Structural Dynamics of the Paddle Motif Loop in the Activated Conformation of KvAP Voltage Sensor.

Voltage-dependent potassium (Kv) channels play a fundamental role in neuronal and cardiac excitability and are potential therapeutic targets. They assemble as tetramers with a centrally located pore domain surrounded by a voltage-sensing domain (VSD), which is critical for sensing transmembrane potential and subsequent gating. Although the sensor is supposed to be in "Up" conformation in both n-octylglucoside (OG) micelles and phospholipid membranes in the absence of membrane potential, toxins that bind VSD and modulate the gating behavior of Kv channels exhibit dramatic affinity differences in these membrane-mimetic systems.
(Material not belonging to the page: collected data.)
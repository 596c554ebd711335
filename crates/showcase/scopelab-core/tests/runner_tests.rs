mod common;

use std::rc::Rc;
use std::time::Duration;

use futures::executor::block_on;
use scopelab_core::surface::MarkerOp;
use scopelab_core::{
    AnimationName, Config, DiagnosticKind, InMemorySurface, ScopelabError, Session, Severity,
    UiSurface,
};

use common::{immediate_session, noon_clock, tokio_session};

const ABC: [AnimationName; 3] = [
    AnimationName::Pulse,
    AnimationName::Bounce,
    AnimationName::Rotate,
];

fn op(marker: &str, added: bool) -> MarkerOp {
    MarkerOp {
        id: "box".to_string(),
        marker: marker.to_string(),
        added,
    }
}

#[test]
fn three_steps_give_three_progress_entries_and_one_completion() {
    let (surface, clock, session) = immediate_session();
    let summary = block_on(session.runner().run("box", &ABC, Some(Duration::from_millis(250))))
        .unwrap();
    assert_eq!(summary.target, "box");
    assert_eq!(summary.steps_completed, 3);

    let entries = session.log().entries(None);
    let messages: Vec<&str> = entries.iter().map(|e| e.message.as_str()).collect();
    assert_eq!(
        messages,
        vec![
            "Animation 1/3: pulse",
            "Animation 2/3: bounce",
            "Animation 3/3: rotate",
            "Animation sequence completed!",
        ]
    );
    assert!(entries[..3].iter().all(|e| e.severity == Severity::Info));
    assert_eq!(entries[3].severity, Severity::Success);

    assert_eq!(clock.sleeps(), vec![Duration::from_millis(250); 3]);
    assert!(surface.markers("box").unwrap().is_empty());
    assert_eq!(
        surface.marker_ops(),
        vec![
            op("pulse", true),
            op("pulse", false),
            op("bounce", true),
            op("bounce", false),
            op("rotate", true),
            op("rotate", false),
        ]
    );
}

#[test]
fn leftover_markers_are_cleared_before_the_first_step() {
    let (surface, _, session) = immediate_session();
    surface.add_marker("box", "shake").unwrap();
    surface.add_marker("box", "highlight").unwrap();

    block_on(session.runner().run("box", &[AnimationName::Flip], None)).unwrap();

    let ops = surface.marker_ops();
    // ops[0] and ops[1] are the two seeded markers.
    assert_eq!(ops[2], op("shake", false));
    assert_eq!(ops[3], op("flip", true));
    // Non-animation markers survive the reset.
    assert_eq!(
        surface.markers("box").unwrap(),
        vec!["highlight".to_string()]
    );
}

#[test]
fn default_delay_comes_from_config() {
    let (_, clock, session) = immediate_session();
    block_on(session.runner().run("box", &[AnimationName::Pulse], None)).unwrap();
    assert_eq!(clock.sleeps(), vec![Duration::from_millis(1000)]);
}

#[test]
fn missing_target_does_nothing_but_report() {
    let (surface, clock, session) = immediate_session();
    let err = block_on(session.runner().run("ghost", &ABC, None)).unwrap_err();
    assert_eq!(err, ScopelabError::not_found("ghost"));
    assert!(session.log().is_empty(None));
    assert!(surface.marker_ops().is_empty());
    assert!(clock.sleeps().is_empty());
    assert_eq!(session.diagnostics().count(DiagnosticKind::NotFound), 1);
}

#[test]
fn run_without_a_log_surface_still_animates() {
    let surface = Rc::new(InMemorySurface::new().with_element("box"));
    let session = Session::new(surface.clone(), noon_clock(), Config::default());
    let summary = block_on(session.runner().run("box", &ABC, Some(Duration::ZERO))).unwrap();
    assert_eq!(summary.steps_completed, 3);
    assert_eq!(surface.marker_ops().len(), 6);
    assert!(session.log().is_empty(None));
    assert_eq!(session.diagnostics().count(DiagnosticKind::NotFound), 4);
}

#[test]
fn empty_sequence_only_logs_completion() {
    let (_, clock, session) = immediate_session();
    let summary = block_on(session.runner().run("box", &[], None)).unwrap();
    assert_eq!(summary.steps_completed, 0);
    let entries = session.log().entries(None);
    assert_eq!(entries.len(), 1);
    assert_eq!(entries[0].severity, Severity::Success);
    assert!(clock.sleeps().is_empty());
}

#[test]
fn run_ids_are_allocated_per_run() {
    let (_, _, session) = immediate_session();
    let a = block_on(session.runner().run("box", &[AnimationName::Pulse], None)).unwrap();
    let b = block_on(session.runner().run("box", &[AnimationName::Pulse], None)).unwrap();
    assert_ne!(a.run, b.run);
}

#[tokio::test(start_paused = true)]
async fn second_run_on_same_target_is_rejected() {
    let (surface, session) = tokio_session();
    let runner = session.runner();

    let first = runner.run("box", &ABC, Some(Duration::from_millis(100)));
    let second = async {
        tokio::time::sleep(Duration::from_millis(10)).await;
        assert!(runner.is_running("box"));
        runner.run("box", &[AnimationName::Shake], None).await
    };
    let (first, second) = tokio::join!(first, second);

    assert_eq!(first.unwrap().steps_completed, 3);
    assert_eq!(
        second.unwrap_err(),
        ScopelabError::RunInProgress {
            target: "box".to_string()
        }
    );
    assert_eq!(session.diagnostics().count(DiagnosticKind::RunRejected), 1);
    assert!(!surface
        .marker_ops()
        .iter()
        .any(|o| o.marker == "shake"));
    assert_eq!(session.log().len(None), 4);

    // The target is free again once the first run has finished.
    assert!(!runner.is_running("box"));
    let again = runner
        .run("box", &[AnimationName::Shake], Some(Duration::from_millis(5)))
        .await;
    assert!(again.is_ok());
}

#[tokio::test(start_paused = true)]
async fn runs_on_different_targets_interleave() {
    let (surface, session) = tokio_session();
    let runner = session.runner();

    let a = runner.run(
        "box",
        &[AnimationName::Pulse, AnimationName::Bounce],
        Some(Duration::from_millis(100)),
    );
    let b = runner.run(
        "box-2",
        &[AnimationName::Shake, AnimationName::Flip],
        Some(Duration::from_millis(150)),
    );
    let probe = async {
        tokio::time::sleep(Duration::from_millis(50)).await;
        (surface.markers("box").unwrap(), surface.markers("box-2").unwrap())
    };
    let (a, b, (box_markers, box2_markers)) = tokio::join!(a, b, probe);
    a.unwrap();
    b.unwrap();

    assert_eq!(box_markers, vec!["pulse".to_string()]);
    assert_eq!(box2_markers, vec!["shake".to_string()]);

    let messages: Vec<String> = session
        .log()
        .entries(None)
        .into_iter()
        .map(|e| e.message)
        .collect();
    assert_eq!(
        messages,
        vec![
            "Animation 1/2: pulse",
            "Animation 1/2: shake",
            "Animation 2/2: bounce",
            "Animation 2/2: flip",
            "Animation sequence completed!",
            "Animation sequence completed!",
        ]
    );
}

#[tokio::test(start_paused = true)]
async fn dropping_a_run_releases_its_target() {
    let (surface, session) = tokio_session();
    let runner = session.runner();
    {
        let run = runner.run("box", &ABC, Some(Duration::from_secs(5)));
        let timed_out = tokio::time::timeout(Duration::from_millis(10), run).await;
        assert!(timed_out.is_err());
    }
    assert!(!runner.is_running("box"));
    // The dropped run left its first marker behind; the next run resets it.
    assert_eq!(surface.markers("box").unwrap(), vec!["pulse".to_string()]);
    runner
        .run("box", &[AnimationName::Flip], Some(Duration::from_millis(1)))
        .await
        .unwrap();
    assert!(surface.markers("box").unwrap().is_empty());
}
In this study, we have monitored the structural dynamics of the S3b-S4 loop of the paddle motif in activated conformation of KvAP-VSD by site-directed fluorescence approaches, using the environment-sensitive fluorescent probe 7-nitrobenz-2-oxa-1,3-diazol-4-yl-ethylenediamine (NBD). Emission maximum of NBD-labeled loop region of KvAP-VSD (residues 110-117) suggests a significant change in the polarity of local environment in 1-palmitoyl-2-oleoyl-sn-glycero-3-phosphocholine/1-palmitoyl-2-oleoyl-sn-glycero-3-phospho-(1'-rac-glycerol) membranes compared to OG micelles. This indicates that S3b-S4 loop residues might be partitioning to membrane interface, which is supported by an overall increased mean fluorescence lifetimes and significantly reduced water accessibility in membranes. Further, the magnitude of red edge excitation shift (REES) supports the presence of restricted/bound water molecules in the loop region of the VSD in micelles and membranes. Quantitative analysis of REES data using Gaussian probability distribution function clearly indicates that the sensor loop has fewer discrete equilibrium conformational states when reconstituted in membranes. Interestingly, this reduced molecular heterogeneity is consistent with the site-specific NBD polarization results, which suggest that the membrane environment offers a relaxed/dynamic organization for most of the S3b-S4 loop residues of the sensor. Overall, our results are relevant for understanding toxin-VSD interaction and gating mechanisms of Kv channels in membranes.